バスには元気な笑顔で乗り込んだ。がしかし、その日一日幼稚園で泣きはらしたという。
顔をしゃくりながらバスを降りてきた遅い午後、母親ももらい泣いた。
両親が重い気持ちで迎えた2日目の朝、息子は昨日の事が嘘の様に明るい笑顔で園生活を乗り切った。
ホッと胸をなでおろす両親。
眩しい笑顔に満ちた菊池家の3日目の朝、”いってきます”と言うハズの玄関先で、
「僕、幼稚園行きたくない」と漏らした3歳の息子。驚きと焦りの顔と顔・・・何とかバスに乗せて送り出す。
瞼の裏に浮ぶ困惑いっぱいの息子の表情、気を揉む母親
ある雨の朝、泣きわめく息子を担当の先生と一緒にバスの乗せる母、社内に暴れ飛んだ息子の長靴、
その光景は母の瞳に焼き付いた。起床一歩手前の布団の中、母親に擦り寄る息子、「ママ、今日、
幼稚園お休み?」思わず我を忘れ抱き寄せたくなる瞬間、母親は今一度自分の気持ちを力の限り抑え込む。
「響ちゃん、今日も泣いてたよ」 1歳年長の兄も気を揉んで母に報告。丸一年前の兄はもうそこにはいない。
1年の歳月と数知れぬ体験が、多感な幼児の成長を押し上げる。
息子が幼稚園に入った記念すべき日、それはまさに子供の社会への旅立ちに他ならない。
幼い我が子は、同世代の仲間と共同生活を通して、協調、対立、優しさ、思いやり、礼儀、奉仕、そして何より
独立心を体得していく。そして両親は、正しいスタンスで息子のその成長を見守っていかなくてはならない。
それはまさしく、子の親離れではなく、親の子離れに他ならない!
子供達と離れ離れに暮らし始めて丸2年半が経った。長いようであっと言う間だったのかもしれない。
この2年半、3人の子供達の事を思わない日はない。何を思っていたか・・・!?
俺が居なくても大丈夫だ!父性が欠けた分、きっと社会(母親も含めた)が補ってくれるんだから・・・
ずっとこの文集を心の中で読み返し、俺が居なくても強く生きろ!自分の事は自分で考えて行動しろ!
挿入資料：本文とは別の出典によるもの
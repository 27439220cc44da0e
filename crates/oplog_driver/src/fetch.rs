//! Component F: the fetch loop, spec.md §4.F.
//!
//! Triggered on entry into `FETCHING`. Runs on a spawned task so individual
//! fetches may suspend; every result is revalidated against the generation
//! observed when its batch was issued before it's allowed to mutate state.

use std::sync::Arc;

use futures::stream::{
    self,
    StreamExt,
};

use crate::{
    classify::handle_doc,
    phase::Phase,
    Inner,
};

impl Inner {
    /// Starts (or no-ops if one is already running for this generation) the
    /// asynchronous fetch loop described in spec.md §4.F.
    pub(crate) fn spawn_fetch_loop(self: &Arc<Self>) {
        let inner = self.clone();
        tokio::spawn(async move {
            if let Err(err) = inner.run_fetch_loop().await {
                tracing::error!(?err, "oplog driver fetch loop failed");
            }
        });
    }

    async fn run_fetch_loop(self: Arc<Self>) -> anyhow::Result<()> {
        loop {
            let generation;
            let batch: Vec<(crate::types::DocumentId, crate::types::Timestamp)>;
            {
                let mut state = self.state.lock();
                if state.stopped {
                    return Ok(());
                }
                if state.phase() != Phase::Fetching {
                    // A concurrent repoll cancelled this loop.
                    return Ok(());
                }
                if state.need_to_fetch.is_empty() {
                    drop(state);
                    self.be_steady();
                    return Ok(());
                }
                state.currently_fetching = std::mem::take(&mut state.need_to_fetch);
                state.fetch_generation += 1;
                generation = state.fetch_generation;
                batch = state
                    .currently_fetching
                    .iter()
                    .map(|(id, ts)| (id.clone(), *ts))
                    .collect();
            }

            crate::metrics::log_fetch_batch_issued();
            crate::metrics::log_fetch_batch_size(batch.len());
            let timer = crate::metrics::fetch_batch_timer();

            // Bounded by `fetch_concurrency` rather than issued all at once:
            // a batch built up over a long `FETCHING` stretch can be large
            // enough that unbounded concurrency would thrash the fetcher.
            let mut in_flight = stream::iter(batch.into_iter().map(|(id, ts)| {
                let inner = self.clone();
                async move {
                    let result = inner
                        .doc_fetcher
                        .fetch(&inner.cursor.collection_name, &id, ts)
                        .await;
                    (id, result)
                }
            }))
            .buffer_unordered(self.config.fetch_concurrency.max(1));

            let mut first_error = None;
            let mut requery_needed = false;
            let mut timed_out = false;
            loop {
                let next = match self.config.fetching_timeout {
                    // spec.md §9 open question (a): FETCHING held open-ended
                    // past this deadline without draining forces a repoll
                    // instead of waiting indefinitely on a slow fetcher.
                    Some(timeout) => match tokio::time::timeout(timeout, in_flight.next()).await {
                        Ok(next) => next,
                        Err(_) => {
                            timed_out = true;
                            break;
                        },
                    },
                    None => in_flight.next().await,
                };
                let Some((id, result)) = next else {
                    break;
                };
                match result {
                    Ok(doc) => {
                        let mut state = self.state.lock();
                        let still_current = !state.stopped
                            && state.phase() == Phase::Fetching
                            && state.fetch_generation == generation;
                        if still_current {
                            let projected = doc.map(|d| self.matcher.shared_projection(&d));
                            if let Err(err) = handle_doc(
                                &mut state.matching,
                                self.matcher.as_ref(),
                                id,
                                projected,
                                self.multiplexer.as_ref(),
                            ) {
                                if first_error.is_none() {
                                    first_error = Some(err);
                                }
                            }
                            requery_needed |= state.matching.take_requery_needed();
                        }
                    },
                    Err(err) if first_error.is_none() => {
                        first_error =
                            Some(err.context(crate::errors::DriverError::Fetch(id.clone())));
                    },
                    Err(_) => {},
                }
            }

            {
                let mut state = self.state.lock();
                state.currently_fetching.clear();
            }

            if let Some(err) = first_error {
                timer.finish_with("error");
                return Err(err.context("fetch loop: batch had at least one failed fetch"));
            }

            if timed_out {
                timer.finish_with("timeout");
                crate::metrics::log_fetching_timeout();
                // Abandons whatever is still in flight for this generation;
                // their results will fail the generation check and no-op.
                self.need_to_poll_query();
                return Ok(());
            }
            timer.finish();

            if requery_needed {
                // A buffer emptying mid-batch requires a full requery (spec.md
                // §4.B `removeBuffered`); this supersedes the rest of this batch.
                self.need_to_poll_query();
                return Ok(());
            }

            if self.state.lock().phase() != Phase::Fetching {
                return Ok(());
            }
        }
    }

    /// `beSteady()` from spec.md §4.G/§4.H: transition into `STEADY` and
    /// commit any write tokens queued while not steady, via a single
    /// multiplexer flush.
    pub(crate) fn be_steady(self: &Arc<Self>) {
        let pending = {
            let mut state = self.state.lock();
            if state.stopped {
                return;
            }
            state.phase.transition(Phase::Steady);
            crate::fence::drain_pending_writes(&mut state)
        };
        crate::fence::register_flush_commit(self.multiplexer.as_ref(), pending);
    }
}
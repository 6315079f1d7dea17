//! Browser-backed page surface speaking the WebDriver protocol through
//! `fantoccini`. Expects a running Chromedriver (or compatible) endpoint.

use std::time::{Duration, Instant};

use anyhow::{Context, Result, anyhow};
use async_trait::async_trait;
use fantoccini::elements::Element;
use fantoccini::{Client, ClientBuilder, Locator};
use serde_json::{Map, Value, json};
use tracing::{debug, info, warn};

use crate::traits::PageSurface;

const IDLE_POLL: Duration = Duration::from_millis(250);
const IDLE_QUIET: Duration = Duration::from_millis(500);
const IDLE_TIMEOUT: Duration = Duration::from_secs(30);

/// Reads `arguments[1]` (a property path) off `arguments[0]`, yielding null
/// as soon as a segment is missing. Nodes are returned as markup and other
/// objects as plain JSON.
const READ_PATH_SCRIPT: &str = r"
const [node, path] = arguments;
const value = path.reduce((o, k) => (o === null || o === undefined) ? undefined : o[k], node);
if (value === undefined || value === null) return null;
if (value instanceof Node) return value.outerHTML ?? value.textContent;
if (typeof value === 'object') {
  try { return JSON.parse(JSON.stringify(value)); } catch (_) { return String(value); }
}
return value;
";

const SCROLL_SCRIPT: &str = r"
window.scrollBy(0, arguments[0]);
return document.body ? document.body.scrollHeight : 0;
";

const LOAD_STATE_SCRIPT: &str = r"
let resources = 0;
try { resources = performance.getEntriesByType('resource').length; } catch (_) {}
return [document.readyState, resources];
";

pub struct WebDriverSurface {
    client: Client,
    closed: bool,
}

impl WebDriverSurface {
    /// Open a new browser session on the WebDriver endpoint at `webdriver_url`.
    pub async fn connect(webdriver_url: &str, headless: bool) -> Result<Self> {
        let mut args = vec!["--window-size=1366,900", "--disable-dev-shm-usage"];
        if headless {
            args.push("--headless=new");
            args.push("--disable-gpu");
        }

        let mut caps = Map::new();
        caps.insert("goog:chromeOptions".to_string(), json!({ "args": args }));

        let client = ClientBuilder::native()
            .capabilities(caps)
            .connect(webdriver_url)
            .await
            .with_context(|| format!("failed to open a browser session on {webdriver_url}"))?;

        info!("Browser session started on {} (headless: {})", webdriver_url, headless);
        Ok(Self {
            client,
            closed: false,
        })
    }
}

#[async_trait]
impl PageSurface for WebDriverSurface {
    type Element = Element;

    async fn goto(&mut self, url: &str) -> Result<()> {
        self.client.goto(url).await?;
        Ok(())
    }

    /// Ready state `complete` and no new resource entries for a short quiet
    /// period, the closest WebDriver gets to "network idle".
    async fn wait_for_idle(&mut self) -> Result<()> {
        let start = Instant::now();
        let mut last_count = None;
        let mut quiet = Duration::ZERO;

        while start.elapsed() < IDLE_TIMEOUT {
            tokio::time::sleep(IDLE_POLL).await;

            let state = self.client.execute(LOAD_STATE_SCRIPT, vec![]).await?;
            let ready = state.get(0).and_then(Value::as_str) == Some("complete");
            let count = state.get(1).and_then(Value::as_u64).unwrap_or(0);

            if ready && last_count == Some(count) {
                quiet += IDLE_POLL;
                if quiet >= IDLE_QUIET {
                    debug!("Page idle after {}ms with {} resources", start.elapsed().as_millis(), count);
                    return Ok(());
                }
            } else {
                quiet = Duration::ZERO;
            }
            last_count = Some(count);
        }

        Err(anyhow!("page still loading after {}s", IDLE_TIMEOUT.as_secs()))
    }

    async fn scroll_by(&mut self, distance: u32) -> Result<u64> {
        let height = self
            .client
            .execute(SCROLL_SCRIPT, vec![json!(distance)])
            .await?;
        Ok(height.as_u64().unwrap_or(0))
    }

    async fn query_all(&mut self, selector: &str) -> Result<Vec<Element>> {
        Ok(self.client.find_all(Locator::Css(selector)).await?)
    }

    async fn query_within(&mut self, element: &Element, selector: &str) -> Result<Vec<Element>> {
        Ok(element.find_all(Locator::Css(selector)).await?)
    }

    async fn read_property(&mut self, element: &Element, path: &[String]) -> Result<Value> {
        let args = vec![serde_json::to_value(element)?, json!(path)];
        Ok(self.client.execute(READ_PATH_SCRIPT, args).await?)
    }

    async fn close(&mut self) -> Result<()> {
        if self.closed {
            return Ok(());
        }
        self.closed = true;
        if let Err(e) = self.client.clone().close().await {
            warn!("Browser session did not close cleanly: {}", e);
            return Err(e.into());
        }
        info!("Browser session closed");
        Ok(())
    }
}
//! Page surface for documents that need no JavaScript.
//!
//! Pages are fetched over HTTP (or read from `file://` URLs, or from an
//! in-memory fixture map) and parsed with `scraper`. The common DOM
//! properties are emulated on top of the parsed tree.

use std::collections::HashMap;

use anyhow::{Context, Result, anyhow};
use async_trait::async_trait;
use reqwest::{Client, Url};
use scraper::{ElementRef, Html, Selector};
use serde_json::{Map, Value};
use tracing::info;

use crate::traits::PageSurface;

const USER_AGENT: &str = "Mozilla/5.0 (Macintosh; Intel Mac OS X 10_15_7) AppleWebKit/537.36";

/// Position of an element in document order. Stable for one loaded page.
#[derive(Debug, Clone, Copy, PartialEq, Eq)]
pub struct StaticElement(usize);

enum Source {
    Http(Client),
    Fixtures(HashMap<String, String>),
}

pub struct StaticSurface {
    source: Source,
    // `scraper::Html` is not `Send`, so only the markup is kept and parsed
    // again for every query.
    document: Option<String>,
    page_url: Option<Url>,
}

impl StaticSurface {
    pub fn new() -> Result<Self> {
        let client = Client::builder().user_agent(USER_AGENT).build()?;
        Ok(Self {
            source: Source::Http(client),
            document: None,
            page_url: None,
        })
    }

    /// Surface serving fixed markup per URL. Unknown URLs fail to navigate.
    pub fn from_fixtures<I, K, V>(pages: I) -> Self
    where
        I: IntoIterator<Item = (K, V)>,
        K: Into<String>,
        V: Into<String>,
    {
        Self {
            source: Source::Fixtures(
                pages
                    .into_iter()
                    .map(|(k, v)| (k.into(), v.into()))
                    .collect(),
            ),
            document: None,
            page_url: None,
        }
    }

    async fn fetch(&self, url: &str) -> Result<String> {
        if let Some(path) = url.strip_prefix("file://") {
            return tokio::fs::read_to_string(path)
                .await
                .with_context(|| format!("failed to read {path}"));
        }

        match &self.source {
            Source::Fixtures(pages) => pages
                .get(url)
                .cloned()
                .ok_or_else(|| anyhow!("no fixture for {url}")),
            Source::Http(client) => {
                let response = client.get(url).send().await?;

                if !response.status().is_success() {
                    return Err(anyhow!("Failed to fetch {url}: {}", response.status()));
                }

                Ok(response.text().await?)
            }
        }
    }

    /// Run `f` against a freshly parsed copy of the current document
    fn with_document<T>(&self, f: impl FnOnce(&[ElementRef<'_>]) -> Result<T>) -> Result<T> {
        let markup = self
            .document
            .as_deref()
            .ok_or_else(|| anyhow!("no document loaded"))?;
        let document = Html::parse_document(markup);
        let elements: Vec<ElementRef<'_>> = document
            .root_element()
            .descendants()
            .filter_map(ElementRef::wrap)
            .collect();
        f(&elements)
    }
}

#[async_trait]
impl PageSurface for StaticSurface {
    type Element = StaticElement;

    async fn goto(&mut self, url: &str) -> Result<()> {
        self.document = None;
        self.page_url = None;
        let markup = self.fetch(url).await?;
        info!("Loaded static page {} ({} bytes)", url, markup.len());
        self.document = Some(markup);
        self.page_url = Url::parse(url).ok();
        Ok(())
    }

    async fn wait_for_idle(&mut self) -> Result<()> {
        Ok(())
    }

    /// Static documents have no layout, so the reported height is zero and
    /// lazy-loading stops after one tick.
    async fn scroll_by(&mut self, _distance: u32) -> Result<u64> {
        Ok(0)
    }

    async fn query_all(&mut self, selector: &str) -> Result<Vec<StaticElement>> {
        let selector = parse_selector(selector)?;
        self.with_document(|elements| {
            let root = elements.first().ok_or_else(|| anyhow!("empty document"))?;
            let positions: HashMap<_, usize> =
                elements.iter().enumerate().map(|(i, el)| (el.id(), i)).collect();
            let mut matched: Vec<StaticElement> = root
                .select(&selector)
                .filter_map(|el| positions.get(&el.id()).copied())
                .map(StaticElement)
                .collect();
            // `select` only looks at descendants
            if selector.matches(root) {
                matched.insert(0, StaticElement(0));
            }
            Ok(matched)
        })
    }

    async fn query_within(
        &mut self,
        element: &StaticElement,
        selector: &str,
    ) -> Result<Vec<StaticElement>> {
        let selector = parse_selector(selector)?;
        self.with_document(|elements| {
            let scope = lookup(elements, element)?;
            let positions: HashMap<_, usize> =
                elements.iter().enumerate().map(|(i, el)| (el.id(), i)).collect();
            Ok(scope
                .select(&selector)
                .filter_map(|el| positions.get(&el.id()).copied())
                .map(StaticElement)
                .collect())
        })
    }

    async fn read_property(&mut self, element: &StaticElement, path: &[String]) -> Result<Value> {
        let base = self.page_url.as_ref();
        self.with_document(|elements| {
            let mut current = Prop::Node(lookup(elements, element)?);
            for segment in path {
                current = match current {
                    Prop::Node(el) => node_property(el, segment, base),
                    Prop::Json(value) => json_property(value, segment),
                };
                if matches!(current, Prop::Json(Value::Null)) {
                    break;
                }
            }
            Ok(match current {
                Prop::Node(el) => Value::String(el.html()),
                Prop::Json(value) => value,
            })
        })
    }

    async fn close(&mut self) -> Result<()> {
        self.document = None;
        self.page_url = None;
        Ok(())
    }
}

enum Prop<'a> {
    Node(ElementRef<'a>),
    Json(Value),
}

fn parse_selector(selector: &str) -> Result<Selector> {
    Selector::parse(selector).map_err(|e| anyhow!("Failed to parse selector `{selector}`: {e:?}"))
}

fn lookup<'a>(elements: &[ElementRef<'a>], element: &StaticElement) -> Result<ElementRef<'a>> {
    elements
        .get(element.0)
        .copied()
        .ok_or_else(|| anyhow!("stale element handle {}", element.0))
}

fn node_or_null(el: Option<ElementRef<'_>>) -> Prop<'_> {
    el.map_or(Prop::Json(Value::Null), Prop::Node)
}

/// The subset of DOM element properties a static document can answer.
/// Unknown names fall back to the attribute of the same name. Like the DOM
/// properties, `href`, `src` and `action` come back resolved against `base`.
fn node_property<'a>(el: ElementRef<'a>, name: &str, base: Option<&Url>) -> Prop<'a> {
    let string = |s: String| Prop::Json(Value::String(s));
    match name {
        "textContent" | "innerText" | "text" => string(el.text().collect()),
        "innerHTML" => string(el.inner_html()),
        "outerHTML" => string(el.html()),
        "tagName" | "nodeName" => string(el.value().name().to_ascii_uppercase()),
        "localName" => string(el.value().name().to_string()),
        "id" => string(el.value().id().unwrap_or_default().to_string()),
        "className" => string(el.value().attr("class").unwrap_or_default().to_string()),
        "dataset" => Prop::Json(Value::Object(dataset(el))),
        "parentElement" => node_or_null(el.parent().and_then(ElementRef::wrap)),
        "firstElementChild" => node_or_null(el.children().find_map(ElementRef::wrap)),
        "lastElementChild" => node_or_null(el.children().filter_map(ElementRef::wrap).last()),
        "nextElementSibling" => node_or_null(el.next_siblings().find_map(ElementRef::wrap)),
        "previousElementSibling" => node_or_null(el.prev_siblings().find_map(ElementRef::wrap)),
        "childElementCount" => Prop::Json(Value::from(
            el.children().filter_map(ElementRef::wrap).count(),
        )),
        "href" | "src" | "action" => match el.value().attr(name) {
            Some(v) => string(absolute_url(base, v)),
            None => Prop::Json(Value::Null),
        },
        other => match el
            .value()
            .attr(other)
            .or_else(|| el.value().attr(&other.to_ascii_lowercase()))
        {
            Some(v) => string(v.to_string()),
            None => Prop::Json(Value::Null),
        },
    }
}

/// Attribute value as a URL relative to the page, kept verbatim when it
/// cannot be joined
fn absolute_url(base: Option<&Url>, raw: &str) -> String {
    base.and_then(|b| b.join(raw.trim()).ok())
        .map_or_else(|| raw.to_string(), String::from)
}

fn json_property<'a>(value: Value, key: &str) -> Prop<'a> {
    let next = match value {
        Value::Object(mut map) => map.remove(key).unwrap_or(Value::Null),
        Value::Array(mut items) => match key.parse::<usize>() {
            Ok(i) if i < items.len() => items.swap_remove(i),
            _ if key == "length" => Value::from(items.len()),
            _ => Value::Null,
        },
        Value::String(s) if key == "length" => Value::from(s.chars().count()),
        _ => Value::Null,
    };
    Prop::Json(next)
}

/// `data-*` attributes keyed the way `HTMLElement.dataset` names them
fn dataset(el: ElementRef<'_>) -> Map<String, Value> {
    el.value()
        .attrs()
        .filter_map(|(name, value)| {
            let key = name.strip_prefix("data-")?;
            let mut camel = String::with_capacity(key.len());
            let mut upper = false;
            for ch in key.chars() {
                if ch == '-' {
                    upper = true;
                } else if upper {
                    camel.extend(ch.to_uppercase());
                    upper = false;
                } else {
                    camel.push(ch);
                }
            }
            Some((camel, Value::String(value.to_string())))
        })
        .collect()
}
自分で結論を出した真偽や善悪や優越を、自分の責任を持って対応しなさい。
18歳を前にして、長男は自分の進路を自分で決めた。私の想像(葛藤)を超越して 看護師になる。
地元の大学に入って、地元の医療に献身するのだそうだ。母親や弟妹を支えながら・・・
その決断を下した時点で父親を超えたと思う。
だから本当に俺は、息子の親離れを心から祝福し、且つ俺自身の子離れをシッカリ自覚しようと思う。